Tenemos que hacer una gran convocatoria colectiva para fortalecer a las instituciones, desde la perspectiva de regresarles su autoridad moral, porque sirven a México, por encima de cualquier interés particular. Debemos devolverle al Ejército y a la Armada de México su prestigio intacto, y tenemos que exigirle a las policías federales, eficacia, rendición de cuentas de los dineros que les damos, transparencia pública de sus logros y también de sus errores.

 Tenemos que discutir la reforma del poder con un método que no esté agotado. No debemos condescender con las exigencias del Ejecutivo, que siempre propone soluciones con una gigantesca campaña mediática que pretende poner a los legisladores contra la pared.
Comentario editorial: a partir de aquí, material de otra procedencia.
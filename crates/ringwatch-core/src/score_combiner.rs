//! Fuses detector evidence into a single, normalized risk score per account.

use std::collections::HashMap;

use crate::config::DetectionConfig;
use crate::models::{AccountScore, Evidence, Graph, Ring};

/// Combine degree centrality, per-pattern evidence, and ring membership into
/// a ranked list of account risk scores.
///
/// Accounts that contribute nothing (zero centrality, no evidence, no ring
/// membership) are omitted here; the result assembler fills them back in
/// with a zero score when building the full node list.
pub fn combine_scores(
    graph: &Graph,
    rings: &[Ring],
    evidence_sources: &[Vec<Evidence>],
    config: &DetectionConfig,
) -> Vec<AccountScore> {
    let node_count = graph.node_count();
    if node_count == 0 {
        return Vec::new();
    }

    let mut scores: HashMap<String, AccountScore> = HashMap::new();

    let denom = if node_count >= 2 { (node_count - 1) as f64 } else { 0.0 };
    for idx in 0..node_count {
        let centrality = if denom > 0.0 {
            graph.degree(idx) as f64 / denom
        } else {
            0.0
        };
        if centrality > 0.0 {
            let id = graph.node_id(idx).to_string();
            let entry = scores.entry(id.clone()).or_insert_with(|| AccountScore {
                account_id: id,
                risk_score: 0.0,
                reasons: Vec::new(),
            });
            entry.risk_score += centrality * config.centrality_weight;
            entry.reasons.push(format!("High degree centrality ({centrality:.3})"));
        }
    }

    for source in evidence_sources {
        for ev in source {
            let entry = scores
                .entry(ev.account_id.clone())
                .or_insert_with(|| AccountScore {
                    account_id: ev.account_id.clone(),
                    risk_score: 0.0,
                    reasons: Vec::new(),
                });
            entry.risk_score += ev.delta;
            entry.reasons.push(ev.reason.clone());
        }
    }

    for ring in rings {
        for member in &ring.members {
            let entry = scores
                .entry(member.clone())
                .or_insert_with(|| AccountScore {
                    account_id: member.clone(),
                    risk_score: 0.0,
                    reasons: Vec::new(),
                });
            entry.risk_score += ring.risk_score * config.ring_membership_weight;
            entry.reasons.push(format!("Member of {} ring", ring.pattern_type));
        }
    }

    let max_score = scores.values().map(|a| a.risk_score).fold(0.0_f64, f64::max);
    if max_score > 0.0 {
        for account in scores.values_mut() {
            let scaled = (account.risk_score / max_score * 100.0).min(100.0);
            account.risk_score = (scaled * 100.0).round() / 100.0;
        }
    }

    let mut result: Vec<AccountScore> = scores.into_values().collect();
    result.sort_by(|a, b| {
        b.risk_score
            .partial_cmp(&a.risk_score)
            .unwrap()
            .then_with(|| a.account_id.cmp(&b.account_id))
    });
    result
}
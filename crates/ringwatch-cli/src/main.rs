//! CLI for fraud-ring and smurfing pattern detection over transaction CSVs.

use std::path::{Path, PathBuf};

use anyhow::{Context, Result};
use clap::{Parser, Subcommand};
use tracing_subscriber::{layer::SubscriberExt, util::SubscriberInitExt};

use ringwatch_core::{analyze, DetectionConfig, RawTransaction, RingwatchError, REQUIRED_COLUMNS};

#[derive(Parser)]
#[command(name = "ringwatch")]
#[command(about = "Fraud-ring and money-muling pattern detection over transaction graphs")]
#[command(version)]
struct Cli {
    #[command(subcommand)]
    command: Commands,

    /// Enable verbose (debug-level) logging
    #[arg(short, long, global = true)]
    verbose: bool,
}

#[derive(Subcommand)]
enum Commands {
    /// Analyze a transaction CSV and report fraud rings and account risk scores
    Analyze {
        /// Path to the input transaction CSV
        #[arg(short, long)]
        input: PathBuf,

        /// Write the result to this path instead of stdout
        #[arg(short, long)]
        output: Option<PathBuf>,

        /// Pretty-print the output JSON
        #[arg(long)]
        pretty: bool,
    },
}

fn main() -> Result<()> {
    let cli = Cli::parse();

    let filter = if cli.verbose { "debug" } else { "info" };
    tracing_subscriber::registry()
        .with(tracing_subscriber::fmt::layer())
        .with(
            tracing_subscriber::EnvFilter::try_from_default_env().unwrap_or_else(|_| filter.into()),
        )
        .init();

    match cli.command {
        Commands::Analyze { input, output, pretty } => {
            run_analyze(&input, output.as_deref(), pretty)
        }
    }
}

fn run_analyze(input: &Path, output: Option<&Path>, pretty: bool) -> Result<()> {
    let rows = read_transactions(input)?;
    tracing::info!(rows = rows.len(), "loaded transactions");

    let config = DetectionConfig::default();
    let result = analyze(&rows, &config)?;

    tracing::info!(
        accounts = result.accounts.len(),
        fraud_rings = result.fraud_rings.len(),
        "analysis complete"
    );

    let json = if pretty {
        serde_json::to_string_pretty(&result)?
    } else {
        serde_json::to_string(&result)?
    };

    match output {
        Some(path) => {
            std::fs::write(path, json)
                .with_context(|| format!("writing output to {}", path.display()))?;
        }
        None => println!("{json}"),
    }
    Ok(())
}

fn read_transactions(path: &Path) -> Result<Vec<RawTransaction>> {
    let mut reader = csv::ReaderBuilder::new()
        .has_headers(true)
        .from_path(path)
        .with_context(|| format!("opening {}", path.display()))?;

    let headers = reader.headers()?.clone();
    let missing: Vec<String> = REQUIRED_COLUMNS
        .iter()
        .filter(|col| !headers.iter().any(|h| h == **col))
        .map(|col| col.to_string())
        .collect();
    if !missing.is_empty() {
        return Err(RingwatchError::schema(missing).into());
    }

    let mut rows = Vec::new();
    for record in reader.deserialize() {
        let row: RawTransaction = record?;
        rows.push(row);
    }
    Ok(rows)
}
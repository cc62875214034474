//! The assembled analysis result, ready for serialization.

use serde::Serialize;

use super::ring::Ring;
use super::score::AccountScore;

#[derive(Debug, Clone, Serialize)]
pub struct GraphNodeView {
    pub id: String,
    pub risk_score: f64,
}

#[derive(Debug, Clone, Serialize)]
pub struct GraphEdgeView {
    pub source: String,
    pub target: String,
    pub transaction_id: String,
    pub amount: f64,
    pub timestamp: String,
}

#[derive(Debug, Clone, Serialize)]
pub struct GraphView {
    pub nodes: Vec<GraphNodeView>,
    pub edges: Vec<GraphEdgeView>,
}

/// The complete output of one analysis run.
#[derive(Debug, Clone, Serialize)]
pub struct AnalysisResult {
    pub graph: GraphView,
    pub accounts: Vec<AccountScore>,
    pub fraud_rings: Vec<Ring>,
}
//! Fraud-ring instances produced by the detectors.

use serde::Serialize;
use std::fmt;

/// The kind of structural pattern a [`Ring`] was detected as.
#[derive(Debug, Clone, Copy, PartialEq, Eq, Serialize)]
#[serde(rename_all = "snake_case")]
pub enum PatternType {
    Cycle,
    SmurfingFanIn,
    SmurfingFanOut,
    ShellChain,
}

impl fmt::Display for PatternType {
    fn fmt(&self, f: &mut fmt::Formatter<'_>) -> fmt::Result {
        let s = match self {
            PatternType::Cycle => "cycle",
            PatternType::SmurfingFanIn => "smurfing_fan_in",
            PatternType::SmurfingFanOut => "smurfing_fan_out",
            PatternType::ShellChain => "shell_chain",
        };
        f.write_str(s)
    }
}

/// A single detected fraud ring: a set of member accounts sharing structural evidence.
#[derive(Debug, Clone, Serialize)]
pub struct Ring {
    /// Assigned by the result assembler after global ranking; empty until then.
    pub ring_id: String,
    pub members: Vec<String>,
    pub pattern_type: PatternType,
    pub risk_score: f64,
    /// Pattern-specific supporting detail (cycle path, cluster size, hop path, ...).
    pub details: serde_json::Value,
}
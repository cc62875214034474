//! Sliding-window detection of fan-in and fan-out smurfing bursts.

use std::collections::HashSet;

use chrono::{Duration, NaiveDateTime};

use crate::config::DetectionConfig;
use crate::models::{Evidence, Graph, NodeIndex, PatternType, Ring};

/// For each node whose incoming transactions (from distinct senders) cluster
/// into a window of at least `fan_threshold` within `window_hours`, report
/// the first such cluster found as a fan-in ring.
pub fn detect_fan_in(graph: &Graph, config: &DetectionConfig) -> (Vec<Ring>, Vec<Evidence>) {
    let mut rings = Vec::new();
    let mut evidence = Vec::new();

    for node in 0..graph.node_count() {
        let mut timestamped: Vec<(NaiveDateTime, NodeIndex)> = graph
            .incoming(node)
            .iter()
            .map(|&eid| {
                let edge = graph.edge(eid);
                (edge.timestamp, edge.source)
            })
            .collect();
        if timestamped.len() < config.fan_threshold {
            continue;
        }
        timestamped.sort_by_key(|(t, _)| *t);

        if let Some((senders, cluster_size)) = find_cluster(&timestamped, config) {
            let score = 70.0 + (cluster_size as f64 - config.fan_threshold as f64) * 2.0;
            let receiver = graph.node_id(node).to_string();
            let mut members: Vec<String> =
                senders.iter().map(|&idx| graph.node_id(idx).to_string()).collect();
            members.push(receiver.clone());
            let details = serde_json::json!({
                "receiver": receiver,
                "cluster_size": cluster_size,
            });
            rings.push(Ring {
                ring_id: String::new(),
                members,
                pattern_type: PatternType::SmurfingFanIn,
                risk_score: score,
                details,
            });
            evidence.push(Evidence {
                account_id: receiver,
                delta: score * config.smurfing_hub_weight,
                reason: format!("Fan-in smurfing receiver from {cluster_size} senders"),
            });
            for &sender in &senders {
                evidence.push(Evidence {
                    account_id: graph.node_id(sender).to_string(),
                    delta: score * config.smurfing_counterparty_weight,
                    reason: "Fan-in smurfing sender".to_string(),
                });
            }
        }
    }

    (rings, evidence)
}

/// Symmetric to [`detect_fan_in`]: looks at outgoing transactions grouped by
/// sender, reporting a node that funnels funds to many distinct receivers
/// within the same window.
pub fn detect_fan_out(graph: &Graph, config: &DetectionConfig) -> (Vec<Ring>, Vec<Evidence>) {
    let mut rings = Vec::new();
    let mut evidence = Vec::new();

    for node in 0..graph.node_count() {
        let mut timestamped: Vec<(NaiveDateTime, NodeIndex)> = graph
            .outgoing(node)
            .iter()
            .map(|&eid| {
                let edge = graph.edge(eid);
                (edge.timestamp, edge.target)
            })
            .collect();
        if timestamped.len() < config.fan_threshold {
            continue;
        }
        timestamped.sort_by_key(|(t, _)| *t);

        if let Some((receivers, cluster_size)) = find_cluster(&timestamped, config) {
            let score = 70.0 + (cluster_size as f64 - config.fan_threshold as f64) * 2.0;
            let sender = graph.node_id(node).to_string();
            let mut members: Vec<String> =
                receivers.iter().map(|&idx| graph.node_id(idx).to_string()).collect();
            members.push(sender.clone());
            let details = serde_json::json!({
                "sender": sender,
                "cluster_size": cluster_size,
            });
            rings.push(Ring {
                ring_id: String::new(),
                members,
                pattern_type: PatternType::SmurfingFanOut,
                risk_score: score,
                details,
            });
            evidence.push(Evidence {
                account_id: sender,
                delta: score * config.smurfing_hub_weight,
                reason: format!("Fan-out smurfing sender to {cluster_size} receivers"),
            });
            for &receiver in &receivers {
                evidence.push(Evidence {
                    account_id: graph.node_id(receiver).to_string(),
                    delta: score * config.smurfing_counterparty_weight,
                    reason: "Fan-out smurfing receiver".to_string(),
                });
            }
        }
    }

    (rings, evidence)
}

/// Two-pointer scan over a timestamp-sorted counterparty list: find the
/// first window of width `window_hours` containing at least `fan_threshold`
/// distinct counterparties, returning them in first-occurrence order.
fn find_cluster(
    timestamped: &[(NaiveDateTime, NodeIndex)],
    config: &DetectionConfig,
) -> Option<(Vec<NodeIndex>, usize)> {
    let window = Duration::hours(config.window_hours);
    let mut i = 0usize;
    let mut j = 0usize;
    while i < timestamped.len() {
        while j < timestamped.len() && timestamped[j].0 - timestamped[i].0 <= window {
            j += 1;
        }
        let cluster_size = j - i;
        if cluster_size >= config.fan_threshold {
            let mut counterparties = Vec::new();
            let mut seen = HashSet::new();
            for (_, counterparty) in &timestamped[i..j] {
                if seen.insert(*counterparty) {
                    counterparties.push(*counterparty);
                }
            }
            return Some((counterparties, cluster_size));
        }
        i += 1;
    }
    None
}
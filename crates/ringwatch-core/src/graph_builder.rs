//! Turns raw transaction rows into a [`Graph`].

use chrono::{DateTime, NaiveDate, NaiveDateTime};

use crate::error::{RingwatchError, RingwatchResult};
use crate::models::{Graph, RawTransaction};

const TIMESTAMP_FORMATS: &[&str] = &["%Y-%m-%d %H:%M:%S", "%Y-%m-%dT%H:%M:%S", "%Y-%m-%d"];

/// Parse a timestamp cell, trying the known formats in order before falling
/// back to a general RFC 3339 parse.
fn parse_timestamp(raw: &str) -> Option<NaiveDateTime> {
    let raw = raw.trim();
    for fmt in TIMESTAMP_FORMATS {
        if let Ok(dt) = NaiveDateTime::parse_from_str(raw, fmt) {
            return Some(dt);
        }
    }
    if let Ok(date) = NaiveDate::parse_from_str(raw, "%Y-%m-%d") {
        return date.and_hms_opt(0, 0, 0);
    }
    if let Ok(dt) = DateTime::parse_from_rfc3339(raw) {
        return Some(dt.naive_utc());
    }
    None
}

/// Build a [`Graph`] from the rows of the transaction stream, in row order.
///
/// Malformed amount or timestamp cells fail the whole analysis, naming the
/// offending 1-based row.
pub fn build_graph(rows: &[RawTransaction]) -> RingwatchResult<Graph> {
    let mut graph = Graph::new();
    for (idx, row) in rows.iter().enumerate() {
        let row_number = idx + 1;
        let amount: f64 = row.amount.trim().parse().map_err(|_| {
            RingwatchError::parse(row_number, format!("invalid amount '{}'", row.amount))
        })?;
        let timestamp = parse_timestamp(&row.timestamp).ok_or_else(|| {
            RingwatchError::parse(row_number, format!("invalid timestamp '{}'", row.timestamp))
        })?;
        let source = graph.ensure_node(row.sender_id.trim());
        let target = graph.ensure_node(row.receiver_id.trim());
        graph.add_edge(source, target, row.transaction_id.clone(), amount, timestamp);
    }
    Ok(graph)
}
//! The raw, not-yet-validated shape of a single transaction row.

use serde::Deserialize;

/// One row of the input transaction stream, still in its untyped cell form.
///
/// `amount` and `timestamp` are kept as strings because both require
/// fallible parsing that the graph builder is responsible for reporting
/// per-row; the sender/receiver columns need no more than a trim.
#[derive(Debug, Clone, Deserialize)]
pub struct RawTransaction {
    pub transaction_id: String,
    pub sender_id: String,
    pub receiver_id: String,
    pub amount: String,
    pub timestamp: String,
}

/// The five column names every input source must provide.
pub const REQUIRED_COLUMNS: &[&str] = &[
    "transaction_id",
    "sender_id",
    "receiver_id",
    "amount",
    "timestamp",
];
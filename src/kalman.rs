//! The manifold unscented Kalman filter engine.
//!
//! A classical additive-noise UKF generalised to states living on a manifold:
//! sigma points are spread with [`Manifold::boxplus`] along the columns of a
//! scaled covariance square root, and means are recombined with an iterated
//! re-mean over [`Manifold::boxminus`] lifts instead of a weighted vector
//! sum. Measurement spaces are manifolds as well, so sphere-valued bearing
//! observations go through the same machinery as plain vector measurements.
//!
//! The engine is generic in its state dimension, which lets the augmentation
//! protocol for visual updates instantiate it on a temporary product manifold
//! instead of maintaining a parallel filter type.

use std::fmt;

use log::debug;
use nalgebra::{DMatrix, DVector};

use crate::linalg::{
    enforce_positive_semidefinite, matrix_square_root, robust_spd_solve, symmetrize,
};
use crate::{FilterError, Manifold};

/// Spread of the sigma points around the mean.
pub const DEFAULT_ALPHA: f64 = 1e-3;
/// Prior-distribution parameter; 2 is optimal for Gaussian priors.
pub const DEFAULT_BETA: f64 = 2.0;
/// Secondary scaling parameter.
pub const DEFAULT_KAPPA: f64 = 0.0;

/// Iteration cap of the manifold re-mean; vector blocks converge in one step.
const MAX_MEAN_ITERATIONS: usize = 20;
const MEAN_TOLERANCE: f64 = 1e-12;

/// Result of a measurement update.
#[derive(Clone, Copy, Debug, PartialEq)]
pub enum UpdateOutcome {
    /// Mean and covariance were corrected with the measurement.
    Applied,
    /// The innovation failed its Mahalanobis gate; the state is unchanged.
    Rejected { mahalanobis_squared: f64 },
}

impl UpdateOutcome {
    pub fn is_applied(&self) -> bool {
        matches!(self, UpdateOutcome::Applied)
    }
}

/// Unscented Kalman Filter over a manifold-valued state.
///
/// The engine exclusively owns the mutable mean and covariance. Process and
/// measurement models are passed in as pure functions over the state; any
/// collaborators they need are bound by the caller.
#[derive(Clone)]
pub struct UnscentedKalmanFilter<S: Manifold> {
    mean: S,
    covariance: DMatrix<f64>,
    dof: usize,
    lambda: f64,
    weights_mean: DVector<f64>,
    weights_cov: DVector<f64>,
}

impl<S: Manifold + fmt::Debug> fmt::Debug for UnscentedKalmanFilter<S> {
    fn fmt(&self, f: &mut fmt::Formatter<'_>) -> fmt::Result {
        f.debug_struct("UnscentedKalmanFilter")
            .field("mean", &self.mean)
            .field("covariance", &self.covariance)
            .field("lambda", &self.lambda)
            .field("dof", &self.dof)
            .finish()
    }
}

impl<S: Manifold> UnscentedKalmanFilter<S> {
    pub fn new(
        mean: S,
        covariance: DMatrix<f64>,
        alpha: f64,
        beta: f64,
        kappa: f64,
    ) -> Result<Self, FilterError> {
        let dof = mean.dof();
        if covariance.nrows() != dof || covariance.ncols() != dof {
            return Err(FilterError::UnsupportedConfiguration(format!(
                "covariance is {}x{} for a state of dimension {dof}",
                covariance.nrows(),
                covariance.ncols()
            )));
        }
        if covariance.iter().any(|value| !value.is_finite()) {
            return Err(FilterError::UnsupportedConfiguration(
                "covariance contains non-finite values".into(),
            ));
        }
        let lambda = alpha * alpha * (dof as f64 + kappa) - dof as f64;
        let mut weights_mean = DVector::zeros(2 * dof + 1);
        let mut weights_cov = DVector::zeros(2 * dof + 1);
        weights_mean[0] = lambda / (dof as f64 + lambda);
        weights_cov[0] = weights_mean[0] + (1.0 - alpha * alpha + beta);
        for i in 1..(2 * dof + 1) {
            let weight = 1.0 / (2.0 * (dof as f64 + lambda));
            weights_mean[i] = weight;
            weights_cov[i] = weight;
        }
        Ok(UnscentedKalmanFilter {
            mean,
            covariance,
            dof,
            lambda,
            weights_mean,
            weights_cov,
        })
    }

    pub fn with_default_weights(mean: S, covariance: DMatrix<f64>) -> Result<Self, FilterError> {
        Self::new(mean, covariance, DEFAULT_ALPHA, DEFAULT_BETA, DEFAULT_KAPPA)
    }

    pub fn mean(&self) -> &S {
        &self.mean
    }

    pub fn covariance(&self) -> &DMatrix<f64> {
        &self.covariance
    }

    /// Deterministic sigma points: the mean plus the mean retracted along
    /// ±columns of the scaled covariance square root.
    fn sigma_points(&self) -> Result<Vec<S>, FilterError> {
        let scaled = symmetrize(&((self.dof as f64 + self.lambda) * &self.covariance));
        let sqrt = matrix_square_root(&scaled)
            .ok_or(FilterError::NumericalFailure("sigma-point square root"))?;
        let mut points = Vec::with_capacity(2 * self.dof + 1);
        points.push(self.mean.clone());
        for i in 0..self.dof {
            points.push(self.mean.boxplus(&sqrt.column(i).clone_owned()));
        }
        for i in 0..self.dof {
            points.push(self.mean.boxplus(&(-sqrt.column(i).clone_owned())));
        }
        Ok(points)
    }

    /// Weighted mean of manifold points by iterated re-mean: lift all points
    /// into the tangent space at the current estimate, take the weighted
    /// tangent average, retract, repeat until the correction vanishes.
    fn weighted_mean<M: Manifold>(points: &[M], weights: &DVector<f64>) -> M {
        let mut mean = points[0].clone();
        for _ in 0..MAX_MEAN_ITERATIONS {
            let mut correction = DVector::zeros(mean.dof());
            for (point, weight) in points.iter().zip(weights.iter()) {
                correction += *weight * point.boxminus(&mean);
            }
            mean = mean.boxplus(&correction);
            if correction.norm() < MEAN_TOLERANCE {
                break;
            }
        }
        mean
    }

    /// Propagates the state through the process model and adds the (already
    /// discretised) process noise.
    ///
    /// On a numerical failure the state is left untouched, but the caller
    /// must treat the failure as fatal for the filter instance: the
    /// covariance no longer reflects the propagated state.
    pub fn predict<F>(&mut self, process: F, process_noise: &DMatrix<f64>) -> Result<(), FilterError>
    where
        F: Fn(&S) -> S,
    {
        if process_noise.nrows() != self.dof || process_noise.ncols() != self.dof {
            return Err(FilterError::UnsupportedConfiguration(format!(
                "process noise is {}x{} for a state of dimension {}",
                process_noise.nrows(),
                process_noise.ncols(),
                self.dof
            )));
        }
        let points: Vec<S> = self.sigma_points()?.iter().map(|point| process(point)).collect();
        let mean = Self::weighted_mean(&points, &self.weights_mean);
        let mut covariance = process_noise.clone();
        for (point, weight) in points.iter().zip(self.weights_cov.iter()) {
            let residual = point.boxminus(&mean);
            covariance += *weight * &residual * residual.transpose();
        }
        let covariance = enforce_positive_semidefinite(&symmetrize(&covariance));
        if covariance.iter().any(|value| !value.is_finite()) {
            return Err(FilterError::NumericalFailure("predicted covariance"));
        }
        self.mean = mean;
        self.covariance = covariance;
        Ok(())
    }

    /// Applies one measurement through the observation model `observe`.
    ///
    /// When `gate` is set, the squared Mahalanobis distance of the innovation
    /// is tested against it before the state is touched; a failed test
    /// reports [`UpdateOutcome::Rejected`] and leaves mean and covariance
    /// unchanged. Numerical failures likewise leave the state untouched.
    pub fn update<Z, H>(
        &mut self,
        measurement: &Z,
        noise: &DMatrix<f64>,
        observe: H,
        gate: Option<f64>,
    ) -> Result<UpdateOutcome, FilterError>
    where
        Z: Manifold,
        H: Fn(&S) -> Z,
    {
        let dimension = measurement.dof();
        if noise.nrows() != dimension || noise.ncols() != dimension {
            return Err(FilterError::InvalidMeasurement(format!(
                "noise is {}x{} for a measurement of dimension {dimension}",
                noise.nrows(),
                noise.ncols()
            )));
        }
        let points = self.sigma_points()?;
        let predicted: Vec<Z> = points.iter().map(|point| observe(point)).collect();
        let predicted_mean = Self::weighted_mean(&predicted, &self.weights_mean);

        let mut innovation_covariance = noise.clone();
        let mut cross_covariance = DMatrix::zeros(self.dof, dimension);
        for ((point, observation), weight) in
            points.iter().zip(&predicted).zip(self.weights_cov.iter())
        {
            let observation_residual = observation.boxminus(&predicted_mean);
            let state_residual = point.boxminus(&self.mean);
            innovation_covariance += *weight * &observation_residual * observation_residual.transpose();
            cross_covariance += *weight * &state_residual * observation_residual.transpose();
        }
        let innovation_covariance = symmetrize(&innovation_covariance);

        let innovation = measurement.boxminus(&predicted_mean);
        let innovation_column =
            DMatrix::from_column_slice(dimension, 1, innovation.as_slice());
        let weighted_innovation = robust_spd_solve(&innovation_covariance, &innovation_column)
            .ok_or(FilterError::NumericalFailure("innovation covariance solve"))?;
        let mahalanobis_squared = (innovation.transpose() * &weighted_innovation)[(0, 0)];
        if !mahalanobis_squared.is_finite() {
            return Err(FilterError::NumericalFailure("mahalanobis distance"));
        }
        if let Some(threshold) = gate {
            if mahalanobis_squared > threshold {
                debug!(
                    "innovation gate rejected measurement: d2 = {mahalanobis_squared:.3} > {threshold:.3}"
                );
                return Ok(UpdateOutcome::Rejected { mahalanobis_squared });
            }
        }

        let gain = robust_spd_solve(&innovation_covariance, &cross_covariance.transpose())
            .ok_or(FilterError::NumericalFailure("kalman gain solve"))?
            .transpose();
        let correction = &gain * &innovation;
        let mean = self.mean.boxplus(&correction);
        let covariance = enforce_positive_semidefinite(&symmetrize(
            &(&self.covariance - &gain * &innovation_covariance * gain.transpose()),
        ));
        if covariance.iter().any(|value| !value.is_finite())
            || correction.iter().any(|value| !value.is_finite())
        {
            return Err(FilterError::NumericalFailure("updated covariance"));
        }
        self.mean = mean;
        self.covariance = covariance;
        Ok(UpdateOutcome::Applied)
    }
}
 Tenemos que construir un modelo para defender el patrimonio nacional, quitar las tentaciones de privatizar Pemex, evitar los subterfugios para ventaja de particulares en las áreas estratégicas y prioritarias de la nación.

 Tenemos que legislar para volver al liderazgo internacional que ya perdimos y cambiar la ecuación propuesta por el Presidente de que “hablemos bien de México”. Aunque muchas cosas estén mal en México. Tenemos que poner bien las cosas en México, para que la gente pueda hablar bien de México.

 Tenemos que diseñar reglas eficaces para darle sentido de equidad a todas las opciones políticas en el desarrollo de la propaganda gubernamental.

 ASAMBLEA PLENARIA, Tonatico, EdoMex.- Versión íntegra: : http://bit.ly/dmG4ih

Read Full Post »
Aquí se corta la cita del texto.